On the other hand, a main burner 2 is arranged in an annular manner around the reduction burner, and the air-fuel ratio is approximately 1 or more, and a second flame F2 is formed so as to surround the first flame back, reducing the heat load of the combustion device. bear. In this case, since heat is transferred to the horizontal medium to be heated through the wall surface 10 of the combustion device, the heat transfer efficiency is increased in the method of the present invention in which a high temperature second flame is formed near the wall surface 10. Note that in this case, a certain amount of time is required until the reducing intermediate product is produced in the first flame F.

If the mixture is mixed with the second flame too quickly, the amount of reducing intermediate products produced will be insufficient, resulting in a decrease in the NOx reduction rate.

For this reason, a plurality of inert gas injection nozzles 13 are arranged between the reduction burner installation part and the main burner installation part, and the nozzles 13
A layer of inert gas flow is formed between the first flame and the second flame by injecting inert gas from the flame, and the two flames F and F mix at a stage when intermediate products are not sufficiently produced.

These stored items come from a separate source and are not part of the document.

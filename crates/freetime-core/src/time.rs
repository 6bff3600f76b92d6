//! Time types for availability queries.
//!
//! This module provides [`SlotGranularity`] (the quantum the availability
//! grid is cut into), [`round_to_slot`] for aligning arbitrary timestamps to
//! that quantum, and [`TimeWindow`] for the half-open range being queried.
//!
//! All timestamps are wall-clock values in the timezone the remote service is
//! asked to answer in, so they are carried as [`NaiveDateTime`].

use chrono::{Duration, NaiveDateTime, NaiveTime, Timelike};
use serde::{Deserialize, Serialize};
use std::fmt;

use crate::error::{AvailabilityError, AvailabilityResult};

/// Length of one availability slot, in whole minutes.
///
/// Only lengths that tile an hour exactly are accepted (5, 6, 10, 12, 15, 20,
/// 30 or 60 minutes), so truncating the minute field is the same as aligning
/// to a multiple of the slot length from midnight.
#[derive(Debug, Clone, Copy, PartialEq, Eq, Hash, Serialize, Deserialize)]
#[serde(try_from = "u32", into = "u32")]
pub struct SlotGranularity(u32);

impl SlotGranularity {
    /// Smallest slot the remote service will produce.
    pub const MIN_MINUTES: u32 = 5;

    /// Largest slot that still divides an hour.
    pub const MAX_MINUTES: u32 = 60;

    /// Default slot length used when none is configured.
    pub const DEFAULT_MINUTES: u32 = 30;

    /// Creates a granularity of `minutes`, rejecting lengths that do not tile
    /// an hour.
    pub fn new(minutes: u32) -> AvailabilityResult<Self> {
        if !(Self::MIN_MINUTES..=Self::MAX_MINUTES).contains(&minutes) || 60 % minutes != 0 {
            return Err(AvailabilityError::invalid_query(format!(
                "slot length must divide 60 and be between {} and {} minutes, got {}",
                Self::MIN_MINUTES,
                Self::MAX_MINUTES,
                minutes
            )));
        }
        Ok(Self(minutes))
    }

    /// Returns the slot length in minutes.
    pub fn minutes(self) -> u32 {
        self.0
    }

    /// Returns the slot length as a duration.
    pub fn as_duration(self) -> Duration {
        Duration::minutes(i64::from(self.0))
    }
}

impl Default for SlotGranularity {
    fn default() -> Self {
        Self(Self::DEFAULT_MINUTES)
    }
}

impl TryFrom<u32> for SlotGranularity {
    type Error = AvailabilityError;

    fn try_from(minutes: u32) -> Result<Self, Self::Error> {
        Self::new(minutes)
    }
}

impl From<SlotGranularity> for u32 {
    fn from(granularity: SlotGranularity) -> Self {
        granularity.0
    }
}

impl fmt::Display for SlotGranularity {
    fn fmt(&self, f: &mut fmt::Formatter<'_>) -> fmt::Result {
        write!(f, "{}m", self.0)
    }
}

/// Truncates `timestamp` down to the start of the slot containing it.
///
/// Date and hour are preserved, the minute is floored to a multiple of the
/// slot length and seconds are discarded.
pub fn round_to_slot(timestamp: NaiveDateTime, granularity: SlotGranularity) -> NaiveDateTime {
    let step = granularity.minutes();
    let minute = (timestamp.minute() / step) * step;
    let time = NaiveTime::from_hms_opt(timestamp.hour(), minute, 0)
        .expect("hour and truncated minute are in range");
    timestamp.date().and_time(time)
}

/// A half-open `[start, end)` range of wall-clock time.
#[derive(Debug, Clone, Copy, PartialEq, Eq, Hash, Serialize, Deserialize)]
#[serde(try_from = "RawTimeWindow")]
pub struct TimeWindow {
    /// Start of the window (inclusive).
    pub start: NaiveDateTime,
    /// End of the window (exclusive).
    pub end: NaiveDateTime,
}

#[derive(Deserialize)]
struct RawTimeWindow {
    start: NaiveDateTime,
    end: NaiveDateTime,
}

impl TryFrom<RawTimeWindow> for TimeWindow {
    type Error = AvailabilityError;

    fn try_from(raw: RawTimeWindow) -> Result<Self, Self::Error> {
        Self::new(raw.start, raw.end)
    }
}

impl TimeWindow {
    /// Creates a new time window, rejecting empty or inverted ranges.
    pub fn new(start: NaiveDateTime, end: NaiveDateTime) -> AvailabilityResult<Self> {
        if start >= end {
            return Err(AvailabilityError::invalid_query(format!(
                "window start {} must be before end {}",
                start, end
            )));
        }
        Ok(Self { start, end })
    }

    /// Creates a window from a start time and a positive duration.
    pub fn from_duration(start: NaiveDateTime, duration: Duration) -> AvailabilityResult<Self> {
        Self::new(start, start + duration)
    }

    /// Returns this window with both ends rounded down to slot boundaries.
    ///
    /// Fails if rounding collapses the window (for example `09:10-09:20`
    /// with 30 minute slots).
    pub fn rounded(&self, granularity: SlotGranularity) -> AvailabilityResult<Self> {
        let start = round_to_slot(self.start, granularity);
        let end = round_to_slot(self.end, granularity);
        Self::new(start, end).map_err(|_| {
            AvailabilityError::invalid_query(format!(
                "window {} - {} is shorter than one {} slot once aligned",
                self.start, self.end, granularity
            ))
        })
    }

    /// Returns true if both ends sit on slot boundaries.
    pub fn is_aligned(&self, granularity: SlotGranularity) -> bool {
        round_to_slot(self.start, granularity) == self.start
            && round_to_slot(self.end, granularity) == self.end
    }

    /// Returns the duration of this window.
    pub fn duration(&self) -> Duration {
        self.end - self.start
    }

    /// Number of whole slots in the window.
    pub fn slot_count(&self, granularity: SlotGranularity) -> usize {
        let minutes = self.duration().num_minutes();
        usize::try_from(minutes / i64::from(granularity.minutes())).unwrap_or(0)
    }

    /// Start of the slot at `index`, counted from the window start.
    pub fn slot_start(&self, index: usize, granularity: SlotGranularity) -> NaiveDateTime {
        self.start + Duration::minutes(index as i64 * i64::from(granularity.minutes()))
    }
}

impl fmt::Display for TimeWindow {
    fn fmt(&self, f: &mut fmt::Formatter<'_>) -> fmt::Result {
        write!(f, "{} - {}", self.start, self.end)
    }
}

#[cfg(test)]
mod tests {
    use super::*;
    use chrono::NaiveDate;

    fn at(h: u32, m: u32, s: u32) -> NaiveDateTime {
        NaiveDate::from_ymd_opt(2025, 2, 5)
            .unwrap()
            .and_hms_opt(h, m, s)
            .unwrap()
    }

    fn slot(minutes: u32) -> SlotGranularity {
        SlotGranularity::new(minutes).unwrap()
    }

    mod granularity {
        use super::*;

        #[test]
        fn accepts_divisors_of_an_hour() {
            for minutes in [5, 6, 10, 12, 15, 20, 30, 60] {
                assert_eq!(slot(minutes).minutes(), minutes);
            }
        }

        #[test]
        fn rejects_other_lengths() {
            for minutes in [0, 1, 4, 7, 25, 45, 90, 1440] {
                assert!(matches!(
                    SlotGranularity::new(minutes),
                    Err(AvailabilityError::InvalidQuery { .. })
                ));
            }
        }

        #[test]
        fn serde_uses_plain_minutes() {
            let json = serde_json::to_string(&slot(15)).unwrap();
            assert_eq!(json, "15");
            let parsed: SlotGranularity = serde_json::from_str("30").unwrap();
            assert_eq!(parsed, slot(30));
            assert!(serde_json::from_str::<SlotGranularity>("7").is_err());
        }
    }

    mod rounding {
        use super::*;

        #[test]
        fn truncates_minutes_and_seconds() {
            assert_eq!(round_to_slot(at(9, 47, 31), slot(30)), at(9, 30, 0));
            assert_eq!(round_to_slot(at(9, 47, 31), slot(5)), at(9, 45, 0));
            assert_eq!(round_to_slot(at(9, 47, 31), slot(60)), at(9, 0, 0));
        }

        #[test]
        fn aligned_values_are_unchanged() {
            assert_eq!(round_to_slot(at(14, 30, 0), slot(30)), at(14, 30, 0));
            assert_eq!(round_to_slot(at(0, 0, 0), slot(15)), at(0, 0, 0));
        }

        #[test]
        fn drops_subsecond_precision() {
            let precise = at(11, 5, 0) + Duration::milliseconds(250);
            assert_eq!(round_to_slot(precise, slot(5)), at(11, 5, 0));
        }
    }

    mod time_window {
        use super::*;

        #[test]
        fn creation() {
            let window = TimeWindow::new(at(9, 0, 0), at(17, 0, 0)).unwrap();
            assert_eq!(window.duration(), Duration::hours(8));
            assert_eq!(window.slot_count(slot(30)), 16);
        }

        #[test]
        fn rejects_inverted_and_empty_ranges() {
            assert!(TimeWindow::new(at(17, 0, 0), at(9, 0, 0)).is_err());
            assert!(TimeWindow::new(at(9, 0, 0), at(9, 0, 0)).is_err());
        }

        #[test]
        fn rounded_aligns_both_ends() {
            let window = TimeWindow::new(at(9, 10, 12), at(10, 59, 59)).unwrap();
            let rounded = window.rounded(slot(30)).unwrap();
            assert_eq!(rounded.start, at(9, 0, 0));
            assert_eq!(rounded.end, at(10, 30, 0));
            assert!(rounded.is_aligned(slot(30)));
            assert!(!window.is_aligned(slot(30)));
            assert_eq!(rounded.slot_count(slot(30)), 3);
        }

        #[test]
        fn rounding_can_collapse_a_short_window() {
            let window = TimeWindow::new(at(9, 10, 0), at(9, 20, 0)).unwrap();
            assert!(matches!(
                window.rounded(slot(30)),
                Err(AvailabilityError::InvalidQuery { .. })
            ));
        }

        #[test]
        fn deserializing_checks_the_order() {
            let window: TimeWindow = serde_json::from_str(
                r#"{"start":"2025-02-05T09:00:00","end":"2025-02-05T10:00:00"}"#,
            )
            .unwrap();
            assert_eq!(window.start, at(9, 0, 0));
            assert!(
                serde_json::from_str::<TimeWindow>(
                    r#"{"start":"2025-02-05T10:00:00","end":"2025-02-05T09:00:00"}"#
                )
                .is_err()
            );
        }

        #[test]
        fn slot_starts_step_by_granularity() {
            let window = TimeWindow::new(at(9, 0, 0), at(10, 0, 0)).unwrap();
            assert_eq!(window.slot_start(0, slot(15)), at(9, 0, 0));
            assert_eq!(window.slot_start(3, slot(15)), at(9, 45, 0));
            assert_eq!(window.slot_start(4, slot(15)), window.end);
        }

        #[test]
        fn spans_midnight() {
            let start = at(23, 0, 0);
            let window = TimeWindow::from_duration(start, Duration::hours(2)).unwrap();
            assert_eq!(window.slot_count(slot(60)), 2);
            assert_eq!(window.slot_start(1, slot(60)).date(), start.date().succ_opt().unwrap());
        }
    }
}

It is effective to prevent this. Moreover, the purpose can be sufficiently achieved by recirculating and using the exhaust gas discharged from the combustion apparatus as the inert gas.

By carrying out the present invention, thermal efficiency can be increased, and NOx reduction efficiency can be made the same as or higher than that of the conventional technology.

[Brief explanation of drawings]

FIG. 1 is a sectional view of a combustion device showing a conventional low NOx combustion method, FIG. 2 is a sectional view of a combustion device showing an embodiment of the present invention, and FIG. 3 is a front view of FIG. 2. 1... Reduction burner 2... Main burner 13... Inert gas injection nozzle F... First flame (7)

Claims (1)

[Claims] 1. A second flame surrounding a first flame burning in a reducing atmosphere.
A flame is formed and the reducing intermediates in the first flame generate N
A low NOx combustion method characterized by OX t-reduction. 2. The low NOx combustion method according to claim 1, characterized in that a layer of inert gas flow is formed between the first flame and the second flame. 3. The low NOx combustion method according to claim 2, characterized in that exhaust gas from a combustion device is recirculated and used as the inert gas. 4. The first flame is formed by one or more reduction burners located approximately at the center of the combustion burner device, and the second flame is formed by a plurality of main burners located in an annular shape surrounding these reduction burners. A low NOx combustion method according to claim 1, characterized in that: 5. The low NOx combustion method according to claim 4, wherein a plurality of 5° inert gas injection nozzles are arranged in an annular shape surrounding the reduction burner and located inside the ring of the main burner.